L’assuré produit aux débats un audiogramme daté du 15 mai 2023 par le docteur [U] ainsi qu’un certificat médical daté du 3 juillet 2023 aux termes duquel le docteur [U] précise que 'l’audiométrie a été réalisé en cabine insonorisée'.
Or et ainsi que le précise le médecin conseil de la caisse, cet audiogramme, réalisé deux ans après la déclaration de maladie professionnelle du 31 mai 2021, ne pourrait permettre de procéder à une nouvelle instruction de ladite demande de maladie professionnelle, mais l’assuré pourrait, le cas échéant, déposer une nouvelle demande de reconnaissance de maladie professionnelle en produisant cet audiogramme, le médecin conseil précisant néanmoins qu’en l’état, le certificat médical du docteur [U] est incomplet et n’est pas conforme aux prescriptions du tableau n° 42 des maladies professionnelles à défaut de préciser que l’audiométrie a été réalisée avec un audiomètre calibré et après cessation d’exposition au bruit lésionnel d’au moins trois jours.
Il résulte de tout ce qui précède que le refus de prise en charge de la pathologie déclarée le 31 mai 2021 par l’assuré, sur le fondement du tableau n° 42 des maladies professionnelles est justifié et le jugement sera dès lors infirmé en toutes ses dispositions.
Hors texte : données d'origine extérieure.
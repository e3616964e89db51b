//! Error types for waterline toolpath generation
//!
//! All errors carry an error code so callers can categorize failures without
//! matching on message text.
//!
//! # Error Codes
//!
//! Error codes follow the pattern: `E<category><number>`
//!
//! Categories:
//! - **E1xxx**: Mesh and geometry input errors
//! - **E2xxx**: Collision and tool motion errors
//! - **E3xxx**: Configuration errors
//!
//! ## Common Error Codes
//!
//! - `E1001`: Invalid mesh (bad indices, empty mesh)
//! - `E1002`: Invalid geometry (non-finite coordinates)
//! - `E2001`: Probe found no collision for a waterline edge
//! - `E2002`: Tool cannot evaluate the requested move
//! - `E2003`: Collision backend failure
//! - `E3001`: Invalid configuration value

use crate::geometry::{Line, Point, Vector};
use thiserror::Error;

/// Result type for waterline operations
pub type Result<T> = std::result::Result<T, Error>;

/// Errors that can occur while generating waterline toolpaths
#[derive(Error, Debug, Clone, PartialEq)]
pub enum Error {
    /// Mesh input could not be turned into a model
    ///
    /// **Error Code**: E1001
    ///
    /// **Common Causes**:
    /// - Face indices outside the vertex list
    /// - Empty mesh passed to the accelerated backend
    ///
    /// **Suggestions**:
    /// - Verify all vertex indices are within bounds
    /// - Check that the mesh contains at least one non-degenerate face
    #[error("[E1001] Invalid mesh: {0}")]
    InvalidMesh(String),

    /// Geometry values that cannot be processed
    ///
    /// **Error Code**: E1002
    ///
    /// **Common Causes**:
    /// - NaN or infinite coordinates
    /// - Negative tool radius
    #[error("[E1002] Invalid geometry: {0}")]
    InvalidGeometry(String),

    /// The outward probe from a waterline edge never left the model
    ///
    /// **Error Code**: E2001
    ///
    /// This is fatal for the computation: the edge cannot be offset and the
    /// contour of the layer would be incomplete.
    ///
    /// **Common Causes**:
    /// - Non-closed (leaky) meshes with inconsistent winding
    /// - Probe length too short for the model
    #[error("[E2001] No collision found for edge {edge} probing from {start} along {direction}")]
    NoCollision {
        /// The raw waterline edge being offset
        edge: Line,
        /// Start of the probe (edge midpoint)
        start: Point,
        /// Unit probe direction
        direction: Vector,
    },

    /// The cutter cannot evaluate contact for this kind of move
    ///
    /// **Error Code**: E2002
    ///
    /// **Common Causes**:
    /// - Non-horizontal move requested from a cylindrical cutter
    #[error("[E2002] Unsupported move: {0}")]
    UnsupportedMove(String),

    /// Collision backend failure
    ///
    /// **Error Code**: E2003
    ///
    /// **Common Causes**:
    /// - Shape pair not supported by the physics backend
    #[error("[E2003] Collision query failed: {0}")]
    Collision(String),

    /// Invalid configuration value
    ///
    /// **Error Code**: E3001
    ///
    /// **Common Causes**:
    /// - Non-positive layer step
    /// - Inverted Z range
    /// - Minimum tree depth larger than the maximum
    ///
    /// **Suggestions**:
    /// - Use a positive `dz`
    /// - Pass `minz <= maxz`
    #[error("[E3001] Invalid configuration: {0}")]
    InvalidConfig(String),
}

impl Error {
    /// Create an InvalidMesh error for a face referencing a missing vertex
    ///
    /// # Arguments
    /// * `face` - Index of the offending face
    /// * `index` - The out-of-range vertex index
    /// * `vertex_count` - Number of vertices in the mesh
    pub fn invalid_index(face: usize, index: usize, vertex_count: usize) -> Self {
        Error::InvalidMesh(format!(
            "Face {} references vertex {} but the mesh has only {} vertices",
            face, index, vertex_count
        ))
    }

    /// Create an InvalidConfig error for a rejected setting
    ///
    /// # Arguments
    /// * `name` - The setting name (e.g. "dz")
    /// * `value` - The rejected value
    /// * `expected` - What an acceptable value looks like
    pub fn invalid_config_value(name: &str, value: impl std::fmt::Display, expected: &str) -> Self {
        Error::InvalidConfig(format!(
            "'{}' is {}, expected {}",
            name, value, expected
        ))
    }
}

#[cfg(test)]
mod tests {
    use super::*;

    #[test]
    fn test_error_codes_in_messages() {
        let mesh = Error::InvalidMesh("test".to_string());
        assert!(mesh.to_string().contains("[E1001]"));

        let geometry = Error::InvalidGeometry("test".to_string());
        assert!(geometry.to_string().contains("[E1002]"));

        let unsupported = Error::UnsupportedMove("test".to_string());
        assert!(unsupported.to_string().contains("[E2002]"));

        let collision = Error::Collision("test".to_string());
        assert!(collision.to_string().contains("[E2003]"));

        let config = Error::InvalidConfig("test".to_string());
        assert!(config.to_string().contains("[E3001]"));
    }

    #[test]
    fn test_no_collision_names_the_probe() {
        let err = Error::NoCollision {
            edge: Line::new(Point::new(0.0, 0.0, 1.0), Point::new(1.0, 0.0, 1.0)),
            start: Point::new(0.5, 0.0, 1.0),
            direction: Vector::new(0.0, -3.0, 0.0),
        };
        let message = err.to_string();
        assert!(message.contains("[E2001]"));
        assert!(message.contains("(0.5, 0, 1)"), "message was: {}", message);
        assert!(message.contains("(0, -3, 0)"), "message was: {}", message);
    }

    #[test]
    fn test_invalid_index_helper() {
        let err = Error::invalid_index(3, 17, 8);
        assert!(err.to_string().contains("Face 3"));
        assert!(err.to_string().contains("vertex 17"));
        assert!(err.to_string().contains("only 8 vertices"));
        assert!(err.to_string().contains("[E1001]"));
    }

    #[test]
    fn test_invalid_config_value_helper() {
        let err = Error::invalid_config_value("dz", -1.0, "a positive layer step");
        assert!(err.to_string().contains("'dz' is -1"));
        assert!(err.to_string().contains("positive layer step"));
        assert!(err.to_string().contains("[E3001]"));
    }
}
Sur les dépens et l’article 700 du code de procédure civile
L’assuré, qui succombe à l’instance, sera condamné aux dépens de première instance et d’appel, et corrélativement débouté de sa demande sur le fondement de l’article 700 du code de procédure civile.
PAR CES MOTIFS
La Cour, statuant publiquement et contradictoirement, par mise à disposition au greffe :
Infirme en toutes ses dispositions le jugement rendu le 25 mars 2024 par le pôle social du tribunal judiciaire de Versailles ;
Statuant à nouveau,
Déboute M. [B] de sa demande tendant à la reconnaissance, au titre du tableau n° 42 des maladies professionnelles, de la maladie 'hypoacousie, acouphènes’ déclarée le 31 mai 2021 ;
Rejette toutes les autres et plus amples demandes des parties ;
Condamne M. [B] aux dépens exposés en première instance et en cause d’appel ;
En application de l’article 700 du code de procédure civile, déboute M. [B] de sa demande ;
Prononcé par mise à disposition de l’arrêt au greffe de la cour, les parties en ayant été préalablement avisées dans les conditions prévues au deuxième alinéa de l’article 450 du code de procédure civile.
Signé par Madame Marie-Bénédicte JACQUET, conseillère, faisant fonction de présidente, et par Madame Juliette DUPONT, greffière, à laquelle la magistrate signataire a rendu la minute.